Pourquoi cet observatoire ?

Au début du Xe siècle, la France s’est lancée dans une coopération internationale pour réaliser la Carte du ciel. Il s’agissait de couvrir photographiquement toute la voûte céleste. Cette tâche a mobilisé la plus grande partie des moyens de notre pays, qui était chargé de 24 % du travail ! Alors que de leur côté, les américains avaient encore des moyens pour se lancer dans l’astrophysique, branche nouvelle.

Résultat : ils avaient pris un bon départ alors que la France n’avait rien fait, et surtout n’avait aucun instrument le lui permettant. Les publications françaises ne représentaient plus que 10 % de l’ensemble mondial, et encore concernaient-elles essentiellement l’astronomie de position. Il était temps de s’y mettre, pour rattraper si possible. Mais il fallu compter avec les méandres administratifs, et les décisions qui ne viennent pas…

Nouveaux instruments ne signifie pas forcément nouvel observatoire. Mais depuis la construction des anciens, les villes se sont agrandies, et l’électricité a été installée partout. Les nuisances lumineuses et la pollution de l’atmosphère des villes les ont donc rendus inaptes à abriter des télescopes modernes. Il fallait partir de zéro.

En 1924, le général Ferrier a fondé un comité scientifique comprenant les astronomes Ernest Esclangon (né à Mison, Alpes de Haute Provence), André Couder et André Danjon. Ce comité est chargé d’évaluer la situation, et de proposer une solution.

Pour créer un tel ensemble, il faut de l’argent, et un lieu. Pour l’argent, Raymond Poincaré était partant dans le projet, ainsi que la société Saint Gobain et un couple de mécènes, Mr et Mme Dina.

Le site

Le choix du site a été fait après étude du ciel en divers endroits de France. Il fallait :

Les régions envisagées, où des études ont été faites, sont la Cerdagne, la Corse et les Alpes. Bien entendu, dans ces différentes régions, la perspective des retombées économiques a excité des appétits, et les pressions ont été nombreuses pour orienter le choix. André Danjon a mis au point une méthode d’évaluation de la turbulence, pour faire un choix objectif.

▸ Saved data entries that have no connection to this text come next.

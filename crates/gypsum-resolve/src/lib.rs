//! Resolution of build files into an ordered set of fully expanded targets.
//!
//! ## Pipeline
//! [`load`] reads every build file reachable from the roots, merging `includes` and running the
//! early (`<`) expansion and `conditions` on each file as it is read. Targets are then gathered
//! under their qualified names (`path/to/file.gyp:target#toolset`), wildcard dependencies are
//! expanded and the dependency graph is ordered so that every target comes after its
//! dependencies.
//!
//! With the order known, dependent settings (`all_dependent_settings`,
//! `direct_dependent_settings`, `link_settings`) are merged into the targets that depend on
//! them and static library dependencies are rewritten. Finally the late (`>`) expansion and
//! `target_conditions` run, settings are folded into `configurations`, list filters apply, the
//! latelate (`^`) expansion runs and each target is validated.
//!
//! ## Merging
//! Dictionaries merge recursively. A list key may carry a policy suffix: `key=` replaces,
//! `key+` prepends, `key?` only sets the list when it is absent, and a bare key appends.
//! Values under path-valued keys (`sources`, `include_dirs`, anything ending in `_dir`,
//! `_file`, `_path`, ...) are rewritten to stay relative to the file that ends up holding them.

pub mod command;
pub mod condition;
pub mod config;
pub mod configurations;
pub mod dependent_settings;
pub mod errors;
pub mod expand;
pub mod filter;
pub mod graph;
pub mod loader;
pub mod merge;
pub mod qualified;
pub mod target;
pub mod targets;
pub mod validate;
pub mod variables;

#[cfg(test)]
mod tests;

pub use config::{FileListPaths, GeneratorInputInfo, GeneratorInputInfoBuilder, ResolverConfig, ResolverConfigBuilder};
pub use errors::{CycleLevel, GypError, GypResult};
pub use graph::DependencyGraph;
pub use loader::{load, Loader, Resolution};
pub use merge::{merge_dicts, merge_lists};
pub use qualified::{
    build_file, find_qualified_targets, parse_qualified_target, qualified_target, resolve_target,
    QualifiedTarget,
};
pub use target::{TargetType, Targets};
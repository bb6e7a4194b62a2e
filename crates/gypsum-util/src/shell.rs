use std::sync::LazyLock;

use itertools::Itertools;
use regex::Regex;
use thiserror::Error;

static NEEDS_QUOTING: LazyLock<Regex> =
    LazyLock::new(|| Regex::new(r"[\t\n #$%&'()*;<=>?\[{|}~]|^$").unwrap());
static NEEDS_ESCAPING: LazyLock<Regex> = LazyLock::new(|| Regex::new(r#"(["\\`])"#).unwrap());

#[derive(Error, Debug, Clone, PartialEq, Eq)]
pub enum ShellSplitError {
    #[error("No closing quotation or escaped character in {0:?}")]
    Unbalanced(String),
}

/// Quote `argument` so that a POSIX shell reads it back as a single word.
///
/// Arguments containing shell metacharacters (or nothing at all) are wrapped in double quotes;
/// `"`, `\` and `` ` `` are always backslash-escaped.
pub fn encode_posix_shell_argument(argument: &str) -> String {
    let quote = if NEEDS_QUOTING.is_match(argument) {
        "\""
    } else {
        ""
    };

    let escaped = NEEDS_ESCAPING.replace_all(argument, "\\${1}");
    format!("{quote}{escaped}{quote}")
}

pub fn encode_posix_shell_list<I, S>(arguments: I) -> String
where
    I: IntoIterator<Item = S>,
    S: AsRef<str>,
{
    arguments
        .into_iter()
        .map(|a| encode_posix_shell_argument(a.as_ref()))
        .join(" ")
}

/// Split `input` into words the way a POSIX shell would, without performing any expansion.
pub fn split_posix_shell(input: &str) -> Result<Vec<String>, ShellSplitError> {
    shlex::split(input).ok_or_else(|| ShellSplitError::Unbalanced(input.to_string()))
}

#[cfg(test)]
mod tests {
    use super::*;
    use pretty_assertions::assert_eq;

    #[test]
    fn encode_plain_and_special() {
        assert_eq!(encode_posix_shell_argument("abc"), "abc");
        assert_eq!(encode_posix_shell_argument(""), "\"\"");
        assert_eq!(encode_posix_shell_argument("a b"), "\"a b\"");
        assert_eq!(encode_posix_shell_argument("say \"hi\""), "\"say \\\"hi\\\"\"");
        assert_eq!(encode_posix_shell_argument("back\\slash"), "back\\\\slash");
        assert_eq!(encode_posix_shell_argument("x=1"), "\"x=1\"");
    }

    #[test]
    fn encode_list() {
        assert_eq!(encode_posix_shell_list(["-DFOO", "a b", ""]), "-DFOO \"a b\" \"\"");
    }

    #[test]
    fn split_words() {
        assert_eq!(
            split_posix_shell("  a 'b c'  \"d \\\"e\\\"\" f\\ g ").unwrap(),
            vec!["a", "b c", "d \"e\"", "f g"]
        );
        assert_eq!(split_posix_shell("OS=linux use_x=1").unwrap(), vec!["OS=linux", "use_x=1"]);
        assert_eq!(split_posix_shell("''").unwrap(), vec![""]);
        assert!(split_posix_shell("").unwrap().is_empty());
    }

    #[test]
    fn split_errors() {
        for input in ["'open", "say \"hi", "trail\\"] {
            assert_eq!(
                split_posix_shell(input),
                Err(ShellSplitError::Unbalanced(input.to_string()))
            );
        }
    }

    #[test]
    fn encoded_list_splits_back() {
        let args = ["plain", "with space", "quote\"d", "", "$HOME"];
        assert_eq!(split_posix_shell(&encode_posix_shell_list(args)).unwrap(), args);
    }
}
//! Passes over the ordered target graph: pruning to root targets, publishing dependent settings
//! and rewriting static library dependencies.

use std::collections::HashSet;

use gypsum_syntax::Value;
use tracing::debug;

use crate::config::ResolverConfig;
use crate::errors::{GypError, GypResult};
use crate::graph::DependencyGraph;
use crate::merge::merge_dicts;
use crate::qualified::{build_file, find_qualified_targets};
use crate::target::{flag, get_target, string_list, target_type, TargetType, Targets};

/// Sections a dependency publishes to the targets that depend on it, in the order they apply.
pub const DEPENDENT_SETTINGS_KEYS: [&str; 3] =
    ["all_dependent_settings", "direct_dependent_settings", "link_settings"];

/// Keep only `root_targets` and everything they depend on.
pub fn prune_to_roots(
    targets: &mut Targets,
    flat_list: &mut Vec<String>,
    graph: &DependencyGraph,
    root_targets: &[String],
) -> GypResult<()> {
    let mut wanted: HashSet<String> = HashSet::new();
    for root in root_targets {
        let root = root.trim();
        let matches = find_qualified_targets(root, flat_list);
        if matches.is_empty() {
            return Err(GypError::Invalid(format!("Could not find target {root}")).into());
        }
        for name in matches {
            wanted.extend(graph.deep_dependencies(&name)?);
            wanted.insert(name);
        }
    }

    debug!(kept = wanted.len(), of = flat_list.len(), "Pruning to root targets");
    targets.retain(|name, _| wanted.contains(name));
    flat_list.retain(|name| wanted.contains(name));
    Ok(())
}

/// Merge the `key` section of each relevant dependency into every target, in flat order.
fn do_dependent_settings(
    key: &str,
    flat_list: &[String],
    targets: &mut Targets,
    graph: &DependencyGraph,
    config: &ResolverConfig,
) -> GypResult<()> {
    for target in flat_list {
        let dependencies: Vec<String> = match key {
            "all_dependent_settings" => graph.deep_dependencies(target)?.into_iter().collect(),
            "direct_dependent_settings" => graph.direct_and_imported_dependencies(target, targets)?,
            _ => graph
                .dependencies_for_link_settings(target, targets)?
                .into_iter()
                .collect(),
        };

        let target_file = build_file(target).unwrap_or_default();
        for dependency in dependencies {
            let Some(section) = get_target(targets, &dependency)?.get(key) else {
                continue;
            };
            let Value::Map(section) = section.clone() else {
                return Err(GypError::TypeMismatch(format!(
                    "{key} in {dependency} must be a dict, found a {}",
                    section.type_name()
                ))
                .into());
            };

            let dependency_file = build_file(&dependency).unwrap_or_default();
            if let Some(spec) = targets.get_mut(target) {
                merge_dicts(spec, &section, &target_file, &dependency_file, config)?;
            }
        }
    }
    Ok(())
}

/// Publish every dependent settings section, then remove those sections from all targets.
pub fn propagate_dependent_settings(
    flat_list: &[String],
    targets: &mut Targets,
    graph: &DependencyGraph,
    config: &ResolverConfig,
) -> GypResult<()> {
    for key in DEPENDENT_SETTINGS_KEYS {
        do_dependent_settings(key, flat_list, targets, graph, config)?;
        for target in flat_list {
            if let Some(spec) = targets.get_mut(target) {
                spec.shift_remove(key);
            }
        }
    }
    Ok(())
}

/// Static libraries do not link, so their dependencies on other static libraries are only
/// ordering constraints and get pushed onto whatever links them instead.
///
/// A static library keeps its original list as `dependencies_original` and from then on only
/// depends on hard dependencies and its direct non-static-library dependencies. Every
/// linkable target gains its full link closure.
pub fn adjust_static_library_dependencies(
    flat_list: &[String],
    targets: &mut Targets,
    graph: &DependencyGraph,
    sort_dependencies: bool,
) -> GypResult<()> {
    for target in flat_list {
        let kind = target_type(targets, target)?;

        if kind == TargetType::StaticLibrary {
            let spec = get_target(targets, target)?;
            let Some(original) = spec.get("dependencies").cloned() else {
                continue;
            };
            let direct = string_list(spec, "dependencies");

            let mut dependencies = graph.direct_and_imported_dependencies(target, targets)?;
            let mut keep = Vec::with_capacity(dependencies.len());
            for dependency in &dependencies {
                let dependency_spec = get_target(targets, dependency)?;
                let dependency_kind = target_type(targets, dependency)?;
                keep.push(if dependency_kind == TargetType::StaticLibrary {
                    flag(dependency_spec, "hard_dependency", false)
                } else {
                    direct.contains(dependency)
                });
            }
            let mut keep = keep.into_iter();
            dependencies.retain(|_| keep.next().unwrap_or(false));

            let Some(spec) = targets.get_mut(target) else {
                continue;
            };
            spec.insert("dependencies_original".into(), original);
            if dependencies.is_empty() {
                spec.shift_remove("dependencies");
            } else {
                spec.insert(
                    "dependencies".into(),
                    Value::List(dependencies.into_iter().map(Value::Str).collect()),
                );
            }
        } else if kind.is_linkable() {
            let link_dependencies = graph.dependencies_to_link_against(target, targets)?;
            let Some(spec) = targets.get_mut(target) else {
                continue;
            };

            let mut dependencies = string_list(spec, "dependencies");
            let had_dependencies = spec.contains_key("dependencies");
            for dependency in link_dependencies {
                if &dependency != target && !dependencies.contains(&dependency) {
                    dependencies.push(dependency);
                }
            }

            if sort_dependencies {
                let present: HashSet<&String> = dependencies.iter().collect();
                dependencies = flat_list
                    .iter()
                    .rev()
                    .filter(|name| present.contains(name))
                    .cloned()
                    .collect();
            }

            if had_dependencies || !dependencies.is_empty() {
                spec.insert(
                    "dependencies".into(),
                    Value::List(dependencies.into_iter().map(Value::Str).collect()),
                );
            }
        }
    }
    Ok(())
}
use gypsum_syntax::{Map, Value};
use gypsum_util::path::{dirname, relative_path};

/// Variables visible at one point of a document. Cloning is cheap, so each level of a
/// document walk gets its own copy and never disturbs its parent's.
pub type Scope = im_rc::HashMap<String, Value>;

pub fn scope_from_map(map: &Map) -> Scope {
    map.iter().map(|(k, v)| (k.clone(), v.clone())).collect()
}

pub fn scope_to_map(scope: &Scope) -> Map {
    let mut map: Map = scope.iter().map(|(k, v)| (k.clone(), v.clone())).collect();
    map.sort_keys();
    map
}

/// Expose every string, number and list sibling `key` as the variable `_key`.
pub fn load_automatic_variables(variables: &mut Scope, the_dict: &Map) {
    for (key, value) in the_dict {
        if matches!(value, Value::Str(_) | Value::Int(_) | Value::Float(_) | Value::List(_)) {
            variables.insert(format!("_{key}"), value.clone());
        }
    }
}

/// Load the `variables` sub-dictionary of `the_dict` into `variables`.
///
/// A name ending in `%` is only a default and never overrides an existing variable. When
/// `the_dict` is itself a `variables` dictionary, such a default defers to a plain definition
/// of the same name next to it.
pub fn load_variables_from_variables_dict(
    variables: &mut Scope,
    the_dict: &Map,
    the_dict_key: Option<&str>,
) {
    let Some(Value::Map(vars)) = the_dict.get("variables") else {
        return;
    };

    for (key, value) in vars {
        if matches!(value, Value::Map(_)) {
            continue;
        }

        match key.strip_suffix('%') {
            Some(name) => {
                if variables.contains_key(name) {
                    continue;
                }
                let value = match the_dict.get(name) {
                    Some(own) if the_dict_key == Some("variables") => own.clone(),
                    _ => value.clone(),
                };
                variables.insert(name.to_string(), value);
            }
            None => {
                variables.insert(key.clone(), value.clone());
            }
        }
    }
}

/// The value of `DEPTH` for a build file: the configured depth relative to the file's directory.
pub fn depth_for(depth: &str, build_file: &str) -> String {
    let relative = relative_path(depth, dirname(build_file));
    if relative.is_empty() {
        ".".into()
    } else {
        relative
    }
}
use thiserror::Error;

/// A malformed literal document, located by 1-based line and column.
#[derive(Error, Debug, Clone, PartialEq, Eq)]
#[error("{message} at line {line}, column {column}")]
pub struct SyntaxError {
    pub line: usize,
    pub column: usize,
    pub message: String,
}

impl SyntaxError {
    pub fn new(line: usize, column: usize, message: impl Into<String>) -> Self {
        Self {
            line,
            column,
            message: message.into(),
        }
    }
}
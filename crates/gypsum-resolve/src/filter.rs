//! `X!` (literal exclusion) and `X/` (regex exclusion/inclusion) list filters.

use gypsum_syntax::{Map, Value};
use regex::Regex;

use crate::errors::{GypError, GypResult};

#[derive(Clone, Copy, PartialEq, Eq)]
enum ItemAction {
    Unset,
    Exclude,
    Include,
}

fn filter_operation(key: &str) -> Option<(&str, char)> {
    match key.chars().last() {
        Some(op @ ('!' | '/')) => Some((&key[..key.len() - 1], op)),
        _ => None,
    }
}

/// Apply every filter found in `the_dict` (named `name` in error messages) and then recurse
/// into nested dictionaries and lists.
pub fn process_list_filters_in_dict(name: &str, the_dict: &mut Map) -> GypResult<()> {
    let mut lists: Vec<String> = vec![];
    let mut orphans: Vec<String> = vec![];

    for (key, value) in the_dict.iter() {
        let Some((list_key, op)) = filter_operation(key) else {
            continue;
        };

        if !matches!(value, Value::List(_)) {
            return Err(GypError::Invalid(format!(
                "{name} key {key} must be list, not {}",
                value.type_name()
            ))
            .into());
        }

        match the_dict.get(list_key) {
            None => orphans.push(key.clone()),
            Some(Value::List(_)) => {
                if !lists.iter().any(|l| l == list_key) {
                    lists.push(list_key.to_string());
                }
            }
            Some(other) => {
                let what = if op == '!' { "exclusion" } else { "regex" };
                return Err(GypError::Invalid(format!(
                    "{name} key {list_key} must be list, not {} when applying {what}",
                    other.type_name()
                ))
                .into());
            }
        }
    }

    for orphan in orphans {
        the_dict.shift_remove(&orphan);
    }

    for list_key in lists {
        apply_filters(name, &list_key, the_dict)?;
    }

    for (key, value) in the_dict.iter_mut() {
        match value {
            Value::Map(m) => process_list_filters_in_dict(key, m)?,
            Value::List(l) => process_list_filters_in_list(key, l)?,
            _ => {}
        }
    }

    Ok(())
}

pub fn process_list_filters_in_list(name: &str, the_list: &mut [Value]) -> GypResult<()> {
    for item in the_list.iter_mut() {
        match item {
            Value::Map(m) => process_list_filters_in_dict(name, m)?,
            Value::List(l) => process_list_filters_in_list(name, l)?,
            _ => {}
        }
    }
    Ok(())
}

fn apply_filters(name: &str, list_key: &str, the_dict: &mut Map) -> GypResult<()> {
    let len = the_dict
        .get(list_key)
        .and_then(Value::as_list)
        .map_or(0, Vec::len);
    let mut actions = vec![ItemAction::Unset; len];

    let exclude_key = format!("{list_key}!");
    if let Some(Value::List(excludes)) = the_dict.shift_remove(&exclude_key) {
        let the_list = the_dict.get(list_key).and_then(Value::as_list);
        for exclude in &excludes {
            for (index, item) in the_list.into_iter().flatten().enumerate() {
                if item == exclude {
                    actions[index] = ItemAction::Exclude;
                }
            }
        }
    }

    let regex_key = format!("{list_key}/");
    if let Some(Value::List(regexes)) = the_dict.shift_remove(&regex_key) {
        let the_list = the_dict.get(list_key).and_then(Value::as_list);
        for entry in &regexes {
            let (action, pattern) = match entry.as_list().map(Vec::as_slice) {
                Some([Value::Str(action), Value::Str(pattern)]) => (action, pattern),
                _ => {
                    return Err(GypError::Invalid(format!(
                        "{name} key {regex_key} entries must be [action, pattern] pairs, found {entry}"
                    ))
                    .into())
                }
            };

            let action = match action.as_str() {
                "exclude" => ItemAction::Exclude,
                "include" => ItemAction::Include,
                other => {
                    return Err(GypError::Invalid(format!(
                        "Unrecognized action {other} in {name} key {regex_key}"
                    ))
                    .into())
                }
            };

            let pattern_re = Regex::new(pattern).map_err(|e| {
                GypError::Invalid(format!(
                    "Invalid pattern {pattern:?} in {name} key {regex_key}: {e}"
                ))
            })?;

            for (index, item) in the_list.into_iter().flatten().enumerate() {
                if actions[index] == action || !item.is_scalar() {
                    continue;
                }
                if pattern_re.is_match(&item.to_plain_string()) {
                    actions[index] = action;
                }
            }
        }
    }

    let excluded_key = format!("{list_key}_excluded");
    if the_dict.contains_key(&excluded_key) {
        return Err(GypError::Invalid(format!(
            "{name} key {excluded_key} must not be present prior to applying exclusion/regex filters for {list_key}"
        ))
        .into());
    }

    let Some(Value::List(the_list)) = the_dict.get_mut(list_key) else {
        return Ok(());
    };

    let mut kept = Vec::with_capacity(the_list.len());
    let mut excluded = vec![];
    for (item, action) in the_list.drain(..).zip(actions) {
        if action == ItemAction::Exclude {
            excluded.push(item);
        } else {
            kept.push(item);
        }
    }
    *the_list = kept;

    if !excluded.is_empty() {
        the_dict.insert(excluded_key, Value::List(excluded));
    }

    Ok(())
}
//! Deep merging of one dictionary into another.
//!
//! List-valued keys carry their merge policy in a trailing character: `key=` replaces,
//! `key+` prepends, `key?` only sets when absent, and a bare `key` appends. Path-valued keys
//! are rebased from the file that declares them to the file they are merged into.

use std::collections::HashSet;
use std::sync::LazyLock;

use gypsum_syntax::{Map, Value};
use gypsum_util::path::{dirname, join, normpath, relative_path};
use regex::Regex;

use crate::config::ResolverConfig;
use crate::errors::{GypError, GypResult};

static PATH_EXCEPTION: LazyLock<Regex> = LazyLock::new(|| Regex::new(r#"^["']?[-/$<>^]"#).unwrap());

/// Rebase `item`, written relative to `fro_file`, so it is relative to `to_file` instead.
///
/// Absolute paths, flags and values that start with an expansion are left alone.
pub fn make_path_relative(to_file: &str, fro_file: &str, item: &str) -> String {
    if to_file == fro_file || PATH_EXCEPTION.is_match(item) {
        return item.to_string();
    }

    let rebased = normpath(&join(
        &relative_path(dirname(fro_file), dirname(to_file)),
        item,
    ));
    if item.ends_with('/') && !rebased.ends_with('/') {
        format!("{rebased}/")
    } else {
        rebased
    }
}

#[derive(Hash, PartialEq, Eq)]
enum SingletonKey {
    Str(String),
    Int(i64),
    Float(u64),
}

/// Scalars other than flags (strings starting with `-`) may appear at most once in a list.
fn singleton_key(item: &Value) -> Option<SingletonKey> {
    match item {
        Value::Str(s) if !s.starts_with('-') => Some(SingletonKey::Str(s.clone())),
        Value::Int(i) => Some(SingletonKey::Int(*i)),
        Value::Float(f) => Some(SingletonKey::Float(f.to_bits())),
        _ => None,
    }
}

fn copy_item(
    item: &Value,
    to_file: &str,
    fro_file: &str,
    is_paths: bool,
    config: &ResolverConfig,
) -> GypResult<Value> {
    Ok(match item {
        Value::Str(s) if is_paths => Value::Str(make_path_relative(to_file, fro_file, s)),
        Value::Map(m) => {
            let mut copy = Map::new();
            merge_dicts(&mut copy, m, to_file, fro_file, config)?;
            Value::Map(copy)
        }
        Value::List(l) => {
            let mut copy = vec![];
            merge_lists(&mut copy, l, to_file, fro_file, is_paths, true, config)?;
            Value::List(copy)
        }
        other => other.clone(),
    })
}

/// Merge the items of `fro` into `to`, appending or prepending.
pub fn merge_lists(
    to: &mut Vec<Value>,
    fro: &[Value],
    to_file: &str,
    fro_file: &str,
    is_paths: bool,
    append: bool,
    config: &ResolverConfig,
) -> GypResult<()> {
    if append {
        let mut present: HashSet<SingletonKey> = to.iter().filter_map(singleton_key).collect();
        for item in fro {
            let copied = copy_item(item, to_file, fro_file, is_paths, config)?;
            if let Some(key) = singleton_key(&copied) {
                if !present.insert(key) {
                    continue;
                }
            }
            to.push(copied);
        }
    } else {
        for item in fro {
            let copied = copy_item(item, to_file, fro_file, is_paths, config)?;
            if singleton_key(&copied).is_some() {
                to.retain(|existing| existing != &copied);
            }
            to.insert(0, copied);
        }
    }

    Ok(())
}

fn base_key(key: &str) -> (&str, Option<char>) {
    match key.chars().last() {
        Some(c @ ('=' | '+' | '?')) => (&key[..key.len() - 1], Some(c)),
        _ => (key, None),
    }
}

/// Merge `fro`, declared in `fro_file`, into `to`, declared in `to_file`.
pub fn merge_dicts(
    to: &mut Map,
    fro: &Map,
    to_file: &str,
    fro_file: &str,
    config: &ResolverConfig,
) -> GypResult<()> {
    for (k, v) in fro {
        match v {
            Value::Str(_) | Value::Int(_) | Value::Float(_) => {
                if let Some(existing) = to.get(k) {
                    if !existing.is_scalar() {
                        return Err(GypError::TypeMismatch(format!(
                            "Attempt to merge dict value of type {} into incompatible type {} for key {k}",
                            v.type_name(),
                            existing.type_name()
                        ))
                        .into());
                    }
                }

                let merged = match v {
                    Value::Str(s) if config.is_path_section(k) => {
                        Value::Str(make_path_relative(to_file, fro_file, s))
                    }
                    other => other.clone(),
                };
                to.insert(k.clone(), merged);
            }
            Value::Map(fro_map) => match to.get_mut(k) {
                Some(Value::Map(to_map)) => {
                    merge_dicts(to_map, fro_map, to_file, fro_file, config)?;
                }
                Some(existing) => {
                    return Err(GypError::TypeMismatch(format!(
                        "Attempt to merge dict value of type dict into incompatible type {} for key {k}",
                        existing.type_name()
                    ))
                    .into());
                }
                None => {
                    let mut fresh = Map::new();
                    merge_dicts(&mut fresh, fro_map, to_file, fro_file, config)?;
                    to.insert(k.clone(), Value::Map(fresh));
                }
            },
            Value::List(fro_list) => {
                let (list_base, policy) = base_key(k);
                let incompatible: Vec<String> = match policy {
                    Some('=') => vec![list_base.to_string(), format!("{list_base}?")],
                    Some('+') => vec![format!("{list_base}="), format!("{list_base}?")],
                    Some('?') => vec![
                        list_base.to_string(),
                        format!("{list_base}="),
                        format!("{list_base}+"),
                    ],
                    _ => vec![format!("{list_base}="), format!("{list_base}?")],
                };
                if let Some(other) = incompatible.iter().find(|i| fro.contains_key(*i)) {
                    return Err(GypError::IncompatibleListPolicy {
                        key: k.clone(),
                        other: other.clone(),
                    }
                    .into());
                }

                match policy {
                    Some('=') => {
                        to.insert(list_base.to_string(), Value::List(vec![]));
                    }
                    Some('?') if to.contains_key(list_base) => continue,
                    _ => {}
                }

                let is_paths = config.is_path_section(list_base);
                let append = policy != Some('+');
                match to.get_mut(list_base) {
                    Some(Value::List(to_list)) => {
                        merge_lists(to_list, fro_list, to_file, fro_file, is_paths, append, config)?;
                    }
                    Some(existing) => {
                        return Err(GypError::TypeMismatch(format!(
                            "Attempt to merge dict value of type list into incompatible type {} for key {list_base} ({k})",
                            existing.type_name()
                        ))
                        .into());
                    }
                    None => {
                        let mut fresh = vec![];
                        merge_lists(&mut fresh, fro_list, to_file, fro_file, is_paths, append, config)?;
                        to.insert(list_base.to_string(), Value::List(fresh));
                    }
                }
            }
        }
    }

    Ok(())
}
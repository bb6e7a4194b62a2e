use std::fmt;

use derive_more::From;
use indexmap::IndexMap;

use crate::writer::to_literal;

/// An ordered mapping from keys to values. Insertion order is significant everywhere.
pub type Map = IndexMap<String, Value>;

/// One node of a parsed document.
#[derive(Debug, Clone, PartialEq, From)]
pub enum Value {
    Str(String),
    Int(i64),
    Float(f64),
    List(Vec<Value>),
    Map(Map),
}

impl From<&str> for Value {
    fn from(value: &str) -> Self {
        Value::Str(value.to_string())
    }
}

impl From<bool> for Value {
    fn from(value: bool) -> Self {
        Value::Int(value as i64)
    }
}

impl Value {
    /// Type names as they appear in error messages.
    pub fn type_name(&self) -> &'static str {
        match self {
            Value::Str(_) => "str",
            Value::Int(_) => "int",
            Value::Float(_) => "float",
            Value::List(_) => "list",
            Value::Map(_) => "dict",
        }
    }

    pub fn is_scalar(&self) -> bool {
        matches!(self, Value::Str(_) | Value::Int(_) | Value::Float(_))
    }

    pub fn as_str(&self) -> Option<&str> {
        match self {
            Value::Str(s) => Some(s),
            _ => None,
        }
    }

    pub fn as_int(&self) -> Option<i64> {
        match self {
            Value::Int(i) => Some(*i),
            _ => None,
        }
    }

    pub fn as_list(&self) -> Option<&Vec<Value>> {
        match self {
            Value::List(l) => Some(l),
            _ => None,
        }
    }

    pub fn as_list_mut(&mut self) -> Option<&mut Vec<Value>> {
        match self {
            Value::List(l) => Some(l),
            _ => None,
        }
    }

    pub fn as_map(&self) -> Option<&Map> {
        match self {
            Value::Map(m) => Some(m),
            _ => None,
        }
    }

    pub fn as_map_mut(&mut self) -> Option<&mut Map> {
        match self {
            Value::Map(m) => Some(m),
            _ => None,
        }
    }

    /// Truthiness in the sense of the condition language: empty and zero values are false.
    pub fn is_truthy(&self) -> bool {
        match self {
            Value::Str(s) => !s.is_empty(),
            Value::Int(i) => *i != 0,
            Value::Float(f) => *f != 0.0,
            Value::List(l) => !l.is_empty(),
            Value::Map(m) => !m.is_empty(),
        }
    }

    /// Interpret a value used as an on/off switch, such as `suppress_wildcard` or
    /// `hard_dependency`. Numeric strings count by their number.
    pub fn as_flag(&self) -> bool {
        match self {
            Value::Str(s) => match s.trim().parse::<i64>() {
                Ok(i) => i != 0,
                Err(_) => !s.is_empty(),
            },
            other => other.is_truthy(),
        }
    }

    /// Render a scalar the way it is substituted into strings. Containers render as literals.
    pub fn to_plain_string(&self) -> String {
        match self {
            Value::Str(s) => s.clone(),
            Value::Int(i) => i.to_string(),
            other => to_literal(other),
        }
    }
}

impl fmt::Display for Value {
    fn fmt(&self, f: &mut fmt::Formatter<'_>) -> fmt::Result {
        f.write_str(&to_literal(self))
    }
}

Ce sont les données des observations fournies par Esclangon qui font pencher la balance : la Haute Provence est le meilleur choix. Mais il faut affiner. Barcelonnette, Digne, Castellane, Forcalquier sont encore en compétition. Le climat sec de Forcalquier va l’emporter, associé à une faible pluviosité et un ciel très clair à l’altitude de 600 m. Le site est sous l’emprise du mistral, qui nettoie le ciel, mais s’y trouve très amorti.

Mais pendant les recherches, le mécène envisagé décède. Et les crédits publics ne sont pas votés, ça va de soi. Jean Dufay et André Couderc travaillèrent pendant 10 ans avec un télescope de 80 cm installé chez un astronome amateur de la région. En 1932, le général Ferrier meurt. Mais son successeur, Jacques Cavalier, reprend le projet et crée une commission chargée de définir l’emplacement de l’observatoire. Elle donne son rapport en 1933, et montre que le site de Forcalquier est un peu meilleur que celui du Mont Wilson. La décision est prise, mais les crédits ne sont toujours pas là.

Une nouvelle comission remplace la précédente. Elle a pour but de mettre sur pieds le nouvel observatoire. Emile Picard en est président. Elle doit :

Le choix du terrain n’a pas été facile, car la région choisie était fortement agricole, et on ne pouvait pas trouver un grand terrain tout attenant. On a finalement trouvé un plateau planté de chênes. Cette végétation limite les turbulences atmosphériques, et améliore les qualités du site.

L’installation

Il est décidé que le nouvel observatoire aura un modèle de fonctionnement différent de tous les autres. Les astronomes ne lui seront pas directement rattachés, mais viendront de tous les observatoires de France, pour des séjours d’observation. Ainsi, le personnel permanent de l’observatoire sera peu nombreux, et par suite les frais de fonctionnement peu élevés. Des techniciens seront essentiellement attachés à l’observatoire.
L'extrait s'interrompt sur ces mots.